*Exercise goal*
Please return each record exactly, leaving nothing out.
........
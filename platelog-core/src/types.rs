//! Core domain types for platelog
//!
//! These types represent the canonical data model that the analytics layer
//! aggregates over. All four entities are created and mutated by other
//! subsystems (meal logging, AI invocation, recipe browsing); the analytics
//! layer only reads them.
//!
//! ## Terminology
//!
//! | Term | Definition |
//! |------|------------|
//! | **User** | An account holder with a subscription tier and settings blob |
//! | **Meal** | A single logged meal with four nutrient fields |
//! | **AiRequest** | One call to an AI provider, tracked for usage/cost reporting |
//! | **RecipeFavorite** | A user-to-recipe bookmark; analytics reads only its count |
//! | **Tier** | Subscription level (free/premium/pro) governing feature limits |

use chrono::{DateTime, Utc};
use serde::{Deserialize, Serialize};

// ============================================
// Subscription tier
// ============================================

/// Subscription level for a user account.
#[derive(Debug, Clone, Copy, PartialEq, Eq, Hash, Serialize, Deserialize)]
#[serde(rename_all = "lowercase")]
pub enum SubscriptionTier {
    Free,
    Premium,
    Pro,
}

impl SubscriptionTier {
    /// Convert to string for database storage.
    pub fn as_str(&self) -> &'static str {
        match self {
            SubscriptionTier::Free => "free",
            SubscriptionTier::Premium => "premium",
            SubscriptionTier::Pro => "pro",
        }
    }

    /// Parse tier string from storage. Unknown values map to Free.
    pub fn from_storage(value: &str) -> Self {
        match value {
            "premium" => SubscriptionTier::Premium,
            "pro" => SubscriptionTier::Pro,
            _ => SubscriptionTier::Free,
        }
    }

    /// Whether this tier is a paid plan.
    pub fn is_paid(&self) -> bool {
        !matches!(self, SubscriptionTier::Free)
    }
}

// ============================================
// AI provider
// ============================================

/// Supported AI providers for meal analysis and recipe generation.
#[derive(Debug, Clone, Copy, PartialEq, Eq, Hash, Serialize, Deserialize)]
#[serde(rename_all = "lowercase")]
pub enum AiProvider {
    Gemini,
    OpenAi,
}

impl AiProvider {
    /// Convert to string for database storage.
    pub fn as_str(&self) -> &'static str {
        match self {
            AiProvider::Gemini => "gemini",
            AiProvider::OpenAi => "openai",
        }
    }

    /// Parse provider string from storage.
    pub fn from_storage(value: &str) -> Option<Self> {
        match value {
            "gemini" => Some(AiProvider::Gemini),
            "openai" => Some(AiProvider::OpenAi),
            _ => None,
        }
    }

    /// Flat per-request cost in USD used for platform cost estimates.
    ///
    /// These are deliberately simplified constants, not a billing ledger.
    pub fn cost_per_request(&self) -> f64 {
        match self {
            AiProvider::Gemini => 0.001,
            AiProvider::OpenAi => 0.02,
        }
    }
}

// ============================================
// User and settings
// ============================================

/// Default daily calorie goal when the user has not configured one.
pub const DEFAULT_DAILY_CALORIE_GOAL: i64 = 2000;

/// Nested health goals inside the user settings blob.
#[derive(Debug, Clone, Default, Serialize, Deserialize)]
pub struct HealthGoals {
    /// Target daily calorie intake
    #[serde(default)]
    pub daily_calories: Option<i64>,
}

/// User settings blob, stored as JSON on the user row.
///
/// Only the fields the analytics layer reads are modeled here; the blob is
/// round-tripped losslessly by the settings subsystem.
#[derive(Debug, Clone, Default, Serialize, Deserialize)]
pub struct UserSettings {
    /// Health goal configuration
    #[serde(default)]
    pub health_goals: HealthGoals,
}

impl UserSettings {
    /// The configured daily calorie goal, or the platform default.
    pub fn daily_calorie_goal(&self) -> i64 {
        self.health_goals
            .daily_calories
            .unwrap_or(DEFAULT_DAILY_CALORIE_GOAL)
    }
}

/// An account holder.
#[derive(Debug, Clone, Serialize, Deserialize)]
pub struct User {
    /// Unique identifier (UUID)
    pub id: String,
    /// Email address (unique)
    pub email: String,
    /// Display name (optional)
    pub full_name: Option<String>,
    /// Subscription tier
    pub subscription_tier: SubscriptionTier,
    /// Whether this user may call admin endpoints
    pub is_admin: bool,
    /// Settings blob with nested health goals
    pub settings: UserSettings,
    /// Account creation timestamp
    pub created_at: DateTime<Utc>,
    /// Most recent login timestamp
    pub last_login: Option<DateTime<Utc>>,
}

impl User {
    /// Create a new free-tier user with default settings.
    pub fn new(email: &str) -> Self {
        Self {
            id: uuid::Uuid::new_v4().to_string(),
            email: email.to_string(),
            full_name: None,
            subscription_tier: SubscriptionTier::Free,
            is_admin: false,
            settings: UserSettings::default(),
            created_at: Utc::now(),
            last_login: None,
        }
    }
}

// ============================================
// Meal
// ============================================

/// A single logged meal.
///
/// Nutrient fields are nullable: a meal logged without analysis data
/// contributes nothing to sums, which is expected rather than an error.
#[derive(Debug, Clone, Serialize, Deserialize)]
pub struct Meal {
    /// Unique identifier (UUID)
    pub id: String,
    /// Owning user
    pub user_id: String,
    /// Meal name
    pub name: String,
    /// Calories (kcal)
    pub calories: Option<f64>,
    /// Protein (grams)
    pub protein: Option<f64>,
    /// Carbohydrates (grams)
    pub carbs: Option<f64>,
    /// Fat (grams)
    pub fat: Option<f64>,
    /// When the meal was logged
    pub created_at: DateTime<Utc>,
}

impl Meal {
    /// Create a meal with the given nutrients, logged now.
    pub fn new(user_id: &str, name: &str) -> Self {
        Self {
            id: uuid::Uuid::new_v4().to_string(),
            user_id: user_id.to_string(),
            name: name.to_string(),
            calories: None,
            protein: None,
            carbs: None,
            fat: None,
            created_at: Utc::now(),
        }
    }
}

// ============================================
// AI request
// ============================================

/// One tracked call to an AI provider.
///
/// Used only for counting and averaging; never mutated by analytics.
#[derive(Debug, Clone, Serialize, Deserialize)]
pub struct AiRequest {
    /// Unique identifier (UUID)
    pub id: String,
    /// Owning user
    pub user_id: String,
    /// Which provider served the request
    pub provider: AiProvider,
    /// Model confidence score in [0.0, 1.0], if reported
    pub confidence: Option<f64>,
    /// When the request was made
    pub created_at: DateTime<Utc>,
}

impl AiRequest {
    /// Create a request record stamped now.
    pub fn new(user_id: &str, provider: AiProvider) -> Self {
        Self {
            id: uuid::Uuid::new_v4().to_string(),
            user_id: user_id.to_string(),
            provider,
            confidence: None,
            created_at: Utc::now(),
        }
    }
}

// ============================================
// Recipe favorite
// ============================================

/// A user-to-recipe bookmark.
#[derive(Debug, Clone, Serialize, Deserialize)]
pub struct RecipeFavorite {
    /// Owning user
    pub user_id: String,
    /// The bookmarked recipe
    pub recipe_id: String,
    /// When the bookmark was created
    pub created_at: DateTime<Utc>,
}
........
*Answer box*
filename platelog-core/src/types.rs
//! Core domain types for platelog
//!
//! These types represent the canonical data model that the analytics layer
//! aggregates over. All four entities are created and mutated by other
//! subsystems (meal logging, AI invocation, recipe browsing); the analytics
//! layer only reads them.
//!
//! ## Terminology
//!
//! | Term | Definition |
//! |------|------------|
//! | **User** | An account holder with a subscription tier and settings blob |
//! | **Meal** | A single logged meal with four nutrient fields |
//! | **AiRequest** | One call to an AI provider, tracked for usage/cost reporting |
//! | **RecipeFavorite** | A user-to-recipe bookmark; analytics reads only its count |
//! | **Tier** | Subscription level (free/premium/pro) governing feature limits |

use chrono::{DateTime, Utc};
use serde::{Deserialize, Serialize};

// ============================================
// Subscription tier
// ============================================

/// Subscription level for a user account.
#[derive(Debug, Clone, Copy, PartialEq, Eq, Hash, Serialize, Deserialize)]
#[serde(rename_all = "lowercase")]
pub enum SubscriptionTier {
    Free,
    Premium,
    Pro,
}

impl SubscriptionTier {
    /// Convert to string for database storage.
    pub fn as_str(&self) -> &'static str {
        match self {
            SubscriptionTier::Free => "free",
            SubscriptionTier::Premium => "premium",
            SubscriptionTier::Pro => "pro",
        }
    }

    /// Parse tier string from storage. Unknown values map to Free.
    pub fn from_storage(value: &str) -> Self {
        match value {
            "premium" => SubscriptionTier::Premium,
            "pro" => SubscriptionTier::Pro,
            _ => SubscriptionTier::Free,
        }
    }

    /// Whether this tier is a paid plan.
    pub fn is_paid(&self) -> bool {
        !matches!(self, SubscriptionTier::Free)
    }
}

// ============================================
// AI provider
// ============================================

/// Supported AI providers for meal analysis and recipe generation.
#[derive(Debug, Clone, Copy, PartialEq, Eq, Hash, Serialize, Deserialize)]
#[serde(rename_all = "lowercase")]
pub enum AiProvider {
    Gemini,
    OpenAi,
}

impl AiProvider {
    /// Convert to string for database storage.
    pub fn as_str(&self) -> &'static str {
        match self {
            AiProvider::Gemini => "gemini",
            AiProvider::OpenAi => "openai",
        }
    }

    /// Parse provider string from storage.
    pub fn from_storage(value: &str) -> Option<Self> {
        match value {
            "gemini" => Some(AiProvider::Gemini),
            "openai" => Some(AiProvider::OpenAi),
            _ => None,
        }
    }

    /// Flat per-request cost in USD used for platform cost estimates.
    ///
    /// These are deliberately simplified constants, not a billing ledger.
    pub fn cost_per_request(&self) -> f64 {
        match self {
            AiProvider::Gemini => 0.001,
            AiProvider::OpenAi => 0.02,
        }
    }
}

// ============================================
// User and settings
// ============================================

/// Default daily calorie goal when the user has not configured one.
pub const DEFAULT_DAILY_CALORIE_GOAL: i64 = 2000;

/// Nested health goals inside the user settings blob.
#[derive(Debug, Clone, Default, Serialize, Deserialize)]
pub struct HealthGoals {
    /// Target daily calorie intake
    #[serde(default)]
    pub daily_calories: Option<i64>,
}

/// User settings blob, stored as JSON on the user row.
///
/// Only the fields the analytics layer reads are modeled here; the blob is
/// round-tripped losslessly by the settings subsystem.
#[derive(Debug, Clone, Default, Serialize, Deserialize)]
pub struct UserSettings {
    /// Health goal configuration
    #[serde(default)]
    pub health_goals: HealthGoals,
}

impl UserSettings {
    /// The configured daily calorie goal, or the platform default.
    pub fn daily_calorie_goal(&self) -> i64 {
        self.health_goals
            .daily_calories
            .unwrap_or(DEFAULT_DAILY_CALORIE_GOAL)
    }
}

/// An account holder.
#[derive(Debug, Clone, Serialize, Deserialize)]
pub struct User {
    /// Unique identifier (UUID)
    pub id: String,
    /// Email address (unique)
    pub email: String,
    /// Display name (optional)
    pub full_name: Option<String>,
    /// Subscription tier
    pub subscription_tier: SubscriptionTier,
    /// Whether this user may call admin endpoints
    pub is_admin: bool,
    /// Settings blob with nested health goals
    pub settings: UserSettings,
    /// Account creation timestamp
    pub created_at: DateTime<Utc>,
    /// Most recent login timestamp
    pub last_login: Option<DateTime<Utc>>,
}

impl User {
    /// Create a new free-tier user with default settings.
    pub fn new(email: &str) -> Self {
        Self {
            id: uuid::Uuid::new_v4().to_string(),
            email: email.to_string(),
            full_name: None,
            subscription_tier: SubscriptionTier::Free,
            is_admin: false,
            settings: UserSettings::default(),
            created_at: Utc::now(),
            last_login: None,
        }
    }
}

// ============================================
// Meal
// ============================================

/// A single logged meal.
///
/// Nutrient fields are nullable: a meal logged without analysis data
/// contributes nothing to sums, which is expected rather than an error.
#[derive(Debug, Clone, Serialize, Deserialize)]
pub struct Meal {
    /// Unique identifier (UUID)
    pub id: String,
    /// Owning user
    pub user_id: String,
    /// Meal name
    pub name: String,
    /// Calories (kcal)
    pub calories: Option<f64>,
    /// Protein (grams)
    pub protein: Option<f64>,
    /// Carbohydrates (grams)
    pub carbs: Option<f64>,
    /// Fat (grams)
    pub fat: Option<f64>,
    /// When the meal was logged
    pub created_at: DateTime<Utc>,
}

impl Meal {
    /// Create a meal with the given nutrients, logged now.
    pub fn new(user_id: &str, name: &str) -> Self {
        Self {
            id: uuid::Uuid::new_v4().to_string(),
            user_id: user_id.to_string(),
            name: name.to_string(),
            calories: None,
            protein: None,
            carbs: None,
            fat: None,
            created_at: Utc::now(),
        }
    }
}

// ============================================
// AI request
// ============================================

/// One tracked call to an AI provider.
///
/// Used only for counting and averaging; never mutated by analytics.
#[derive(Debug, Clone, Serialize, Deserialize)]
pub struct AiRequest {
    /// Unique identifier (UUID)
    pub id: String,
    /// Owning user
    pub user_id: String,
    /// Which provider served the request
    pub provider: AiProvider,
    /// Model confidence score in [0.0, 1.0], if reported
    pub confidence: Option<f64>,
    /// When the request was made
    pub created_at: DateTime<Utc>,
}

impl AiRequest {
    /// Create a request record stamped now.
    pub fn new(user_id: &str, provider: AiProvider) -> Self {
        Self {
            id: uuid::Uuid::new_v4().to_string(),
            user_id: user_id.to_string(),
            provider,
            confidence: None,
            created_at: Utc::now(),
        }
    }
}

// ============================================
// Recipe favorite
// ============================================

/// A user-to-recipe bookmark.
#[derive(Debug, Clone, Serialize, Deserialize)]
pub struct RecipeFavorite {
    /// Owning user
    pub user_id: String,
    /// The bookmarked recipe
    pub recipe_id: String,
    /// When the bookmark was created
    pub created_at: DateTime<Utc>,
}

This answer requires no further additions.